In Reply to: Heh, you sound a lot like me.. (more) posted by GadgetMan on 21, 2001 at 9:05 AM:

Unless you prefer to run from DOS, I highly suggest you try Basilisk II for Mac emulation. The Windows port has its homepage at http://gamma.nic.fi/~lpesonen/BasiliskII/ and even though it's called "Basilisk II for Windows NT" it runs perfectly well under Win9x.

I swear by it myself. After trying Fusion and the demo of SoftMac 2000, Basilisk II gave me the best performance--I haven't found a game for the 68k Mac yet that won't run trouble-free at full speed on Basilisk II, even on my older PC. But what I'm really looking forward to is a good PPC Mac emulator; the creators of Fusion are supposed to be working on one for the PC and Amiga, but so far all they've released is screenshots of the Amiga version running on a machine with a PPC card. Not exactly inspiring. What really annoyed me is when Darek Mihocka, the guy who does SoftMac, claimed that he had a working PPC Mac emulator for the PC but wasn't going to release it because most people don't have fast enough PCs.

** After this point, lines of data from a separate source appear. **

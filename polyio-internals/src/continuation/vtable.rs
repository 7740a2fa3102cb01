//! Vtable for type-erased continuation operations.
//!
//! This module contains the [`ContinuationVtable`] which enables invoking and
//! destroying continuations when their concrete type `C` and handler type `H`
//! have been erased. The vtable stores function pointers that dispatch to the
//! correct typed implementations.
//!
//! This module encapsulates the fields of [`ContinuationVtable`] so they
//! cannot be accessed directly. This visibility restriction guarantees the
//! safety invariant: **the vtable's type parameters must match the actual
//! continuation type and handler stored in the `ContinuationData`**.
//!
//! # Safety Invariant
//!
//! This invariant is maintained because vtables are created as `&'static`
//! references via [`ContinuationVtable::new`], which pairs the function
//! pointers with specific types `C` and `H` at compile time.

use core::{alloc::Layout, any::TypeId, ptr::NonNull};

use crate::{
    continuation::data::ContinuationData, handlers::ContinuationHandler, util::Erased,
};

/// Vtable for type-erased continuation operations.
///
/// # Safety
///
/// The following safety invariants are guaranteed to be upheld as long as this
/// struct exists:
///
/// * The fields `invoke` and `destroy` point to the functions defined below
/// * The concrete pointers are all instantiated with the same continuation
///   type `C` and handler type `H` that were used to create this
///   `ContinuationVtable`.
pub(crate) struct ContinuationVtable<Args: 'static, M: 'static> {
    /// Gets the [`TypeId`] of the continuation type that was used to create
    /// this [`ContinuationVtable`].
    type_id: fn() -> TypeId,
    /// Gets the [`core::any::type_name`] of the continuation type that was used
    /// to create this [`ContinuationVtable`].
    type_name: fn() -> &'static str,
    /// Gets the [`TypeId`] of the handler that was used to create this
    /// [`ContinuationVtable`].
    handler_type_id: fn() -> TypeId,
    /// Moves the continuation out of its box, frees the box and calls the
    /// continuation.
    invoke: unsafe fn(NonNull<ContinuationData<Args, M, Erased>>, Args),
    /// Drops the continuation without calling it and frees the box.
    destroy: unsafe fn(NonNull<ContinuationData<Args, M, Erased>>),
}

impl<Args: 'static, M: 'static> ContinuationVtable<Args, M> {
    /// Creates a new [`ContinuationVtable`] for the continuation type `C` and
    /// the handler type `H`.
    pub(super) const fn new<C: 'static, H: ContinuationHandler<C, Args>>() -> &'static Self {
        const {
            &Self {
                type_id: TypeId::of::<C>,
                type_name: core::any::type_name::<C>,
                handler_type_id: TypeId::of::<H>,
                invoke: invoke::<Args, M, C, H>,
                destroy: destroy::<Args, M, C>,
            }
        }
    }

    /// Gets the [`TypeId`] of the continuation type that was used to create
    /// this [`ContinuationVtable`].
    #[inline]
    pub(super) fn type_id(&self) -> TypeId {
        (self.type_id)()
    }

    /// Gets the [`core::any::type_name`] of the continuation type that was
    /// used to create this [`ContinuationVtable`].
    #[inline]
    pub(super) fn type_name(&self) -> &'static str {
        (self.type_name)()
    }

    /// Gets the [`TypeId`] of the handler that was used to create this
    /// [`ContinuationVtable`].
    #[inline]
    pub(super) fn handler_type_id(&self) -> TypeId {
        (self.handler_type_id)()
    }

    /// Invokes the continuation stored behind `ptr` with `args`.
    ///
    /// # Safety
    ///
    /// The caller must ensure:
    ///
    /// 1. The pointer was allocated by [`RawContinuation::new`] from the
    ///    resource stored inside the [`ContinuationData`].
    /// 2. This [`ContinuationVtable`] must be a vtable for the continuation
    ///    type stored in the [`ContinuationData`].
    /// 3. The pointer is not used after calling this method.
    ///
    /// [`RawContinuation::new`]: crate::RawContinuation::new
    #[inline]
    pub(super) unsafe fn invoke(&self, ptr: NonNull<ContinuationData<Args, M, Erased>>, args: Args) {
        // SAFETY: We know that `self.invoke` points to the function
        // `invoke::<Args, M, C, H>` below. That function's safety requirements
        // are upheld:
        // 1. Guaranteed by the caller
        // 2. Guaranteed by the caller
        // 3. Guaranteed by the caller
        unsafe {
            // @add-unsafe-context: invoke
            (self.invoke)(ptr, args);
        }
    }

    /// Destroys the continuation stored behind `ptr` without invoking it.
    ///
    /// # Safety
    ///
    /// The caller must ensure:
    ///
    /// 1. The pointer was allocated by [`RawContinuation::new`] from the
    ///    resource stored inside the [`ContinuationData`].
    /// 2. This [`ContinuationVtable`] must be a vtable for the continuation
    ///    type stored in the [`ContinuationData`].
    /// 3. The pointer is not used after calling this method.
    ///
    /// [`RawContinuation::new`]: crate::RawContinuation::new
    #[inline]
    pub(super) unsafe fn destroy(&self, ptr: NonNull<ContinuationData<Args, M, Erased>>) {
        // SAFETY: We know that `self.destroy` points to the function
        // `destroy::<Args, M, C>` below. That function's safety requirements
        // are upheld:
        // 1. Guaranteed by the caller
        // 2. Guaranteed by the caller
        // 3. Guaranteed by the caller
        unsafe {
            // @add-unsafe-context: destroy
            (self.destroy)(ptr);
        }
    }
}

/// Moves the [`ContinuationData<Args, M, C>`] out of its box and returns the
/// memory to the resource the box came from.
///
/// # Safety
///
/// The caller must ensure:
///
/// 1. The pointer was allocated by [`RawContinuation::new`] from the resource
///    stored inside the [`ContinuationData`].
/// 2. The type `C` matches the actual continuation type stored in the
///    [`ContinuationData`].
/// 3. The pointer is not used after calling this function.
///
/// [`RawContinuation::new`]: crate::RawContinuation::new
unsafe fn take<Args: 'static, M: 'static, C: 'static>(
    ptr: NonNull<ContinuationData<Args, M, Erased>>,
) -> ContinuationData<Args, M, C> {
    let ptr: NonNull<ContinuationData<Args, M, C>> = ptr.cast();

    // SAFETY:
    // 1. The pointer is valid, aligned and points to an initialized
    //    `ContinuationData<Args, M, C>` (guaranteed by the caller)
    // 2. The value is moved out exactly once, as the pointer is not used again
    let data = unsafe {
        // @add-unsafe-context: ContinuationData
        ptr.as_ptr().read()
    };

    let layout = Layout::new::<ContinuationData<Args, M, C>>();
    // SAFETY:
    // 1. The block was allocated from `data.resource` (guaranteed by the
    //    caller), and the handle we read keeps that resource alive
    // 2. `RawContinuation::new` allocated with exactly this layout
    // 3. The contents were moved out above and the block is not used again
    unsafe {
        // @add-unsafe-context: MemoryResource
        data.resource.as_resource().deallocate(ptr.cast::<u8>(), layout);
    }

    data
}

/// Frees the box and then calls the continuation using its handler.
///
/// # Safety
///
/// The caller must ensure:
///
/// 1. The pointer was allocated by [`RawContinuation::new`] from the resource
///    stored inside the [`ContinuationData`].
/// 2. The type `C` matches the actual continuation type stored in the
///    [`ContinuationData`].
/// 3. The pointer is not used after calling this function.
///
/// [`RawContinuation::new`]: crate::RawContinuation::new
unsafe fn invoke<Args: 'static, M: 'static, C: 'static, H: ContinuationHandler<C, Args>>(
    ptr: NonNull<ContinuationData<Args, M, Erased>>,
    args: Args,
) {
    // SAFETY:
    // 1. Guaranteed by the caller
    // 2. Guaranteed by the caller
    // 3. Guaranteed by the caller
    let data = unsafe { take::<Args, M, C>(ptr) };
    let ContinuationData {
        vtable: _,
        resource,
        meta,
        continuation,
    } = data;

    // The header is fully released before user code runs.
    core::mem::drop(meta);
    core::mem::drop(resource);

    H::invoke(continuation, args);
}

/// Frees the box and drops the continuation without calling it.
///
/// # Safety
///
/// The caller must ensure:
///
/// 1. The pointer was allocated by [`RawContinuation::new`] from the resource
///    stored inside the [`ContinuationData`].
/// 2. The type `C` matches the actual continuation type stored in the
///    [`ContinuationData`].
/// 3. The pointer is not used after calling this function.
///
/// [`RawContinuation::new`]: crate::RawContinuation::new
unsafe fn destroy<Args: 'static, M: 'static, C: 'static>(
    ptr: NonNull<ContinuationData<Args, M, Erased>>,
) {
    // SAFETY:
    // 1. Guaranteed by the caller
    // 2. Guaranteed by the caller
    // 3. Guaranteed by the caller
    let data = unsafe { take::<Args, M, C>(ptr) };
    core::mem::drop(data);
}

#[cfg(test)]
mod tests {
    use super::*;

    struct Forward;

    impl<F: FnOnce(u8) + 'static> ContinuationHandler<F, (u8,)> for Forward {
        fn invoke(continuation: F, (value,): (u8,)) {
            continuation(value)
        }
    }

    #[test]
    fn test_continuation_vtable_eq() {
        let vtable1 = ContinuationVtable::<(u8,), ()>::new::<fn(u8), Forward>();
        let vtable2 = ContinuationVtable::<(u8,), ()>::new::<fn(u8), Forward>();

        assert!(core::ptr::eq(vtable1, vtable2));
    }

    #[test]
    fn test_continuation_type_id() {
        let vtable = ContinuationVtable::<(u8,), u32>::new::<fn(u8), Forward>();
        assert_eq!(vtable.type_id(), TypeId::of::<fn(u8)>());
        assert_eq!(vtable.handler_type_id(), TypeId::of::<Forward>());
        assert_eq!(vtable.type_name(), core::any::type_name::<fn(u8)>());
    }
}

I actually started on the Mac back in college, which is why I love emulating System 7.5.5 and MacOS 8 and playing those old Mac games I used to play. Barrack was always a favorite, and although it's simple, that old Risk 2 is addictive.

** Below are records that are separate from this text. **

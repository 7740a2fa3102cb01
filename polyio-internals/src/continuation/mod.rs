//! Module containing the one-shot continuation box

mod data;
mod raw;
mod vtable;

pub use self::raw::{RawContinuation, RawContinuationRef};
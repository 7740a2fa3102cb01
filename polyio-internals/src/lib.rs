#![no_std]
#![forbid(
    missing_docs,
    clippy::alloc_instead_of_core,
    clippy::std_instead_of_alloc,
    clippy::std_instead_of_core,
    clippy::missing_safety_doc,
    clippy::missing_docs_in_private_items,
    clippy::undocumented_unsafe_blocks,
    clippy::multiple_unsafe_ops_per_block,
    rustdoc::invalid_rust_codeblocks,
    rustdoc::broken_intra_doc_links,
    missing_copy_implementations,
    unused_doc_comments
)]
#![allow(rustdoc::private_intra_doc_links)]
//! Internal implementation crate for [`polyio`].
//!
//! # Overview
//!
//! This crate contains the low-level, type-erased data structures and unsafe
//! operations that power the [`polyio`] library. It provides the
//! foundation for turning arbitrary completion continuations and growable
//! byte buffers into single concrete types with vtable-based dispatch.
//!
//! **This crate is an implementation detail.** No semantic versioning guarantees
//! are provided. Users should depend on the [`polyio`] crate, not this one.
//!
//! # Architecture
//!
//! The crate is organized around two erased object kinds:
//!
//! - **[`continuation`]**: One-shot, self-destroying continuation boxes
//!   - [`RawContinuation`]: Owned box allocated from a [`MemoryResource`]
//!   - [`RawContinuationRef`]: Borrowed view used for the association queries
//!   - [`ContinuationData`]: `#[repr(C)]` header enabling field access on erased types
//!   - [`ContinuationVtable`]: Function pointers for invoke and destroy
//!
//! - **[`buffer`]**: Shared, growable byte buffers
//!   - [`RawDynamicBuffer`]: Reference-counted pointer backed by [`triomphe::Arc`]
//!   - [`RawBufferGuard`]: Exclusive access to the backend while locked
//!   - [`BufferData`]: `#[repr(C)]` header with the vtable and the lock
//!   - [`BufferVtable`]: Function pointers forwarding to a [`BufferBackend`]
//!
//! - **[`memory`]**: The arena contract continuation boxes are allocated from
//! - **[`handlers`]**: Dispatch strategies used when an erased continuation
//!   is invoked
//! - **[`backend`]**: The contract growable-buffer implementations fulfil
//!
//! # Safety Strategy
//!
//! When a `ContinuationData<Args, M, MyClosure>` is erased to
//! `ContinuationData<Args, M, Erased>`, the vtable function pointers stored in
//! the header must still match the concrete type stored in memory, and the
//! memory must be returned to the exact resource it was taken from.
//!
//! This crate maintains safety through:
//!
//! - **Module-based encapsulation**: Safety-critical types keep fields
//!   module-private, making invariants locally verifiable within a single file
//! - **`#[repr(C)]` layout**: Enables safe field projection on type-erased
//!   pointers without constructing invalid references
//! - **Resource pinning**: The resource used for allocation is stored next to
//!   the vtable and is the only resource ever used for deallocation
//! - **Consuming operations**: Invocation takes the raw continuation by value,
//!   so a box can never be invoked twice or queried after it was freed
//!
//! [`polyio`]: https://docs.rs/polyio/latest/polyio/
//! [`ContinuationData`]: continuation::data::ContinuationData
//! [`ContinuationVtable`]: continuation::vtable::ContinuationVtable
//! [`BufferData`]: buffer::data::BufferData
//! [`BufferVtable`]: buffer::vtable::BufferVtable
//! [`MemoryResource`]: memory::MemoryResource
//! [`BufferBackend`]: backend::BufferBackend

extern crate alloc;

pub mod backend;
mod buffer;
mod continuation;
pub mod handlers;
pub mod memory;
mod util;

pub use buffer::{RawBufferGuard, RawDynamicBuffer};
pub use continuation::{RawContinuation, RawContinuationRef};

One word of warning, if you do try Basilisk II: Fusion doesn't use a standard HFV format; it changes a few bits, and Basilisk II likes to change them back to the standard format, so accessing an image repeatedly with both will lead to corruption. So if you try it, back up your HFV first.

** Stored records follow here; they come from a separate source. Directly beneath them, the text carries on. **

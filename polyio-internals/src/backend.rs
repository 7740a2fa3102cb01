//! The contract implemented by growable byte buffers.
//!
//! A [`BufferBackend`] stores a sequence of readable bytes and knows how to
//! make room for more. The model has two ways of adding bytes:
//!
//! - **prepare / commit**: [`prepare`](BufferBackend::prepare) exposes a
//!   writable region after the readable bytes, and
//!   [`commit`](BufferBackend::commit) moves a prefix of that region into the
//!   readable sequence. This suits protocols that do not know in advance how
//!   many bytes a read will produce.
//! - **grow**: [`grow`](BufferBackend::grow) extends the readable sequence
//!   directly with zeroed bytes that can then be overwritten through
//!   [`data_mut`](BufferBackend::data_mut).
//!
//! Bytes leave the buffer from the front through
//! [`consume`](BufferBackend::consume) or from the back through
//! [`shrink`](BufferBackend::shrink).

use core::fmt;

/// Errors reported by [`BufferBackend`] operations.
#[derive(Copy, Clone, Debug, PartialEq, Eq, Hash)]
#[non_exhaustive]
pub enum BufferError {
    /// The operation would take the buffer past its maximum size.
    LengthExceeded {
        /// The number of bytes the operation asked for.
        requested: usize,
        /// The number of bytes that could still be added.
        available: usize,
    },
}

impl fmt::Display for BufferError {
    fn fmt(&self, f: &mut fmt::Formatter<'_>) -> fmt::Result {
        match self {
            BufferError::LengthExceeded {
                requested,
                available,
            } => write!(
                f,
                "buffer length exceeded: requested {requested} bytes, {available} available"
            ),
        }
    }
}

impl core::error::Error for BufferError {}

/// A growable byte buffer.
///
/// Implementations never fail for out-of-range arguments on the removing
/// side: [`consume`](BufferBackend::consume), [`shrink`](BufferBackend::shrink)
/// and [`commit`](BufferBackend::commit) clamp to what is available, and
/// windows returned by [`data`](BufferBackend::data) are truncated to the
/// readable bytes.
///
/// The only failure is growth beyond [`max_size`](BufferBackend::max_size).
pub trait BufferBackend: Send + 'static {
    /// The number of readable bytes.
    fn size(&self) -> usize;

    /// The largest value [`size`](BufferBackend::size) may reach.
    fn max_size(&self) -> usize;

    /// The number of bytes the buffer can hold without reallocating, never
    /// more than [`max_size`](BufferBackend::max_size).
    fn capacity(&self) -> usize;

    /// Returns the readable bytes in `pos..pos + n`, truncated to
    /// [`size`](BufferBackend::size).
    ///
    /// This takes `&mut self` so that segmented buffers may make the window
    /// contiguous first.
    fn data(&mut self, pos: usize, n: usize) -> &[u8];

    /// Mutable version of [`data`](BufferBackend::data).
    fn data_mut(&mut self, pos: usize, n: usize) -> &mut [u8];

    /// Returns a writable region of exactly `n` bytes located after the
    /// readable bytes.
    ///
    /// The region is not readable until it is committed. Preparing again
    /// discards any uncommitted bytes of an earlier region.
    fn prepare(&mut self, n: usize) -> Result<&mut [u8], BufferError>;

    /// Moves up to `n` bytes from the start of the prepared region into the
    /// readable sequence. Uncommitted bytes are discarded.
    fn commit(&mut self, n: usize);

    /// Appends `n` zeroed bytes to the readable sequence.
    fn grow(&mut self, n: usize) -> Result<(), BufferError>;

    /// Removes up to `n` bytes from the end of the readable sequence.
    fn shrink(&mut self, n: usize);

    /// Removes up to `n` bytes from the start of the readable sequence.
    fn consume(&mut self, n: usize);
}

/// Checks that `n` more bytes fit into a buffer holding `size` bytes.
///
/// Helper for implementations of [`BufferBackend::prepare`] and
/// [`BufferBackend::grow`].
#[inline]
pub fn check_growth(size: usize, max_size: usize, n: usize) -> Result<(), BufferError> {
    let available = max_size.saturating_sub(size);
    if n > available {
        Err(BufferError::LengthExceeded {
            requested: n,
            available,
        })
    } else {
        Ok(())
    }
}
impl Closable for MockDuplex {
    fn close(&mut self) -> Result<(), Error> {
        self.state.lock().unwrap().open = false;
        self.abort_all();
        Ok(())
    }

    fn is_open(&self) -> bool {
        self.state.lock().unwrap().open
    }
}

impl Cancellable for MockDuplex {
    fn cancel(&mut self) -> Result<(), Error> {
        self.abort_all();
        Ok(())
    }
}

fn executor_of(stream: &dyn DuplexStream) -> Executor {
    stream.executor()
}

#[test]
fn test_duplex_set_single_execution_context() {
    let queue = RunQueue::new();
    let mut mock = MockDuplex::new(queue.executor());
    let stream: &mut dyn DuplexStream = &mut mock;

    assert_eq!(executor_of(stream), queue.executor());
    assert_eq!(stream.write_some(b"sync"), Ok(4));
    assert_eq!(stream.read_some(&mut [0; 4]), Err(Error::WouldBlock));

    let read_stream: &dyn ReadStream = &*stream;
    assert_eq!(read_stream.executor(), queue.executor());

    assert_eq!(mock.state.lock().unwrap().written, b"sync");
}

#[test]
fn test_duplex_close_during_pending_write() {
    let queue = RunQueue::new();
    let mut mock = MockDuplex::new(queue.executor());
    let results = Results::default();

    {
        let stream: &mut dyn DuplexStream = &mut mock;
        let buffer = DynamicBuffer::new(VecBuffer::from_vec(b"hello".to_vec()));
        stream.async_write_some(buffer, recorder(&results)).unwrap();
        assert_eq!(queue.run(), 0);

        stream.close().unwrap();
        assert!(!stream.is_open());
    }

    // Completing after the close finds nothing left to complete.
    mock.finish_write();
    queue.run();

    let results = results.lock().unwrap();
    assert_eq!(results.len(), 1);
    assert!(matches!(
        results[0],
        (Err(Error::Aborted | Error::Closed), 0)
    ));
}

#[test]
fn test_duplex_write_completes_when_finished() {
    let queue = RunQueue::new();
    let mut mock = MockDuplex::new(queue.executor());
    let results = Results::default();

    let buffer = DynamicBuffer::new(VecBuffer::from_vec(b"hello".to_vec()));
    mock.async_write_some(buffer.clone(), recorder(&results))
        .unwrap();
    mock.finish_write();
    queue.run();

    assert_eq!(*results.lock().unwrap(), vec![(Ok(()), 5)]);
    assert_eq!(buffer.size(), 0);
    assert_eq!(mock.state.lock().unwrap().written, b"hello");
}

#[test]
fn test_pipe_close_during_pending_write() {
    let queue = RunQueue::new();
    let (_reader, writer) = pipe::connect_with_capacity(&queue.executor(), 2);
    let mut stream: Box<dyn ClosableWriteStream> = Box::new(writer);
    let results = Results::default();

    let buffer = DynamicBuffer::new(VecBuffer::from_vec(b"hello".to_vec()));
    stream.async_write_some(buffer.clone(), recorder(&results)).unwrap();
    queue.run();
    assert_eq!(*results.lock().unwrap(), vec![(Ok(()), 2)]);

    stream.async_write_some(buffer, recorder(&results)).unwrap();
    assert_eq!(queue.run(), 0);

    stream.close().unwrap();
    queue.run();
    assert_eq!(
        *results.lock().unwrap(),
        vec![(Ok(()), 2), (Err(Error::Aborted), 0)]
    );
}

/// Runs the same sequence on a buffer and records what it observes.
fn observe(buffer: &DynamicBuffer) -> Vec<(usize, usize, Vec<u8>)> {
    let mut seen = Vec::new();
    let mut record = |buffer: &DynamicBuffer| {
        seen.push((buffer.size(), buffer.capacity(), buffer.to_vec()));
    };

    buffer.grow(16).unwrap();
    record(buffer);

    {
        let mut guard = buffer.lock();
        guard.data_mut(0, 16).copy_from_slice(b"0123456789abcdef");
        guard.prepare(8).unwrap().copy_from_slice(b"ghijklmn");
        guard.commit(5);
    }
    record(buffer);

    buffer.consume(10);
    record(buffer);

    buffer.extend_from_slice(&[b'x'; 40]).unwrap();
    record(buffer);

    assert!(buffer.grow(64).is_err());
    record(buffer);

    buffer.shrink(30);
    buffer.consume(3);
    record(buffer);

    let mut window = [0u8; 4];
    let n = buffer.copy_to(2, &mut window);
    seen.push((n, 0, window[..n].to_vec()));

    seen
}

#[test]
fn test_backends_observe_identically() {
    let contiguous = DynamicBuffer::new(VecBuffer::with_max_size(64));
    let segmented = DynamicBuffer::new(RingBuffer::with_max_size(64));

    let expected = observe(&contiguous);
    assert_eq!(observe(&segmented), expected);

    assert_eq!(expected[1].0, 21);
    assert_eq!(expected[1].2, b"0123456789abcdefghijk");
    assert_eq!(expected[2].2, b"abcdefghijk");
    assert_eq!(expected[3].0, 51);
    assert_eq!(expected[4].0, 51);
    assert_eq!(expected[5].2, b"defghijkxxxxxxxxxx");
    assert_eq!(expected[6].2, b"fghi");
}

I've been getting more and more into collecting Abandonware, though I still spend more time collecting ROMs from both arcade and console systems, and even more time playing the games themselves. :-) It all started when I found out that there were roughly fifty billion add-on levels for Duke Nukem 3d, and then I was hooked on DOS games...

I figure that my future cab will probably be completed at a time when I've switched to a faster computer for it, and so it'll probably use an interface coded in HTML or XML for ease, running under Active Desktop. I know, I know, Active Desktop eats resources, but when "idling" it only takes 1% CPU time on my Duron so I figure a cab running off a mid-gigahertz Athlon will fare well even with it activated. I picture a desktop, no taskbar or any clutter like that, with graphics from games cycling through a small box like they do in the old Retrocade, with game categories linked on the desktop to a pop-up menu system. Clicking on a game would bring up a HTML or XML page about the history of the game, with nice graphics from it, and a big "Play This Game" link at the top. For example, clicking on Tomb Raider would bring up a page with a short history of the series and its impact as a first 3rd person shooter, with graphics of all the models who've played Lara Croft and a few CG shots put together as the page's background, with links to "Play Tomb Raider" "Play Tomb Raider 2" "Play Tomb Raider: Last Revelation" etc. It'll take me forever to do that for most of the games, though. :-)

As a side note, have you been keeping up with the progress of Windows XP? Word is that Beta 2 is compatible with about 95% of DOS games and 90% of Windows 9x games, and that they're going to be improving compatibility even after it ships in September. I'm really looking forward to installing it--once the first service pack is out, of course; hopefully it'll finally bring universal Windows and DOS compatibility, with stability that's sorely lacking in Win9x.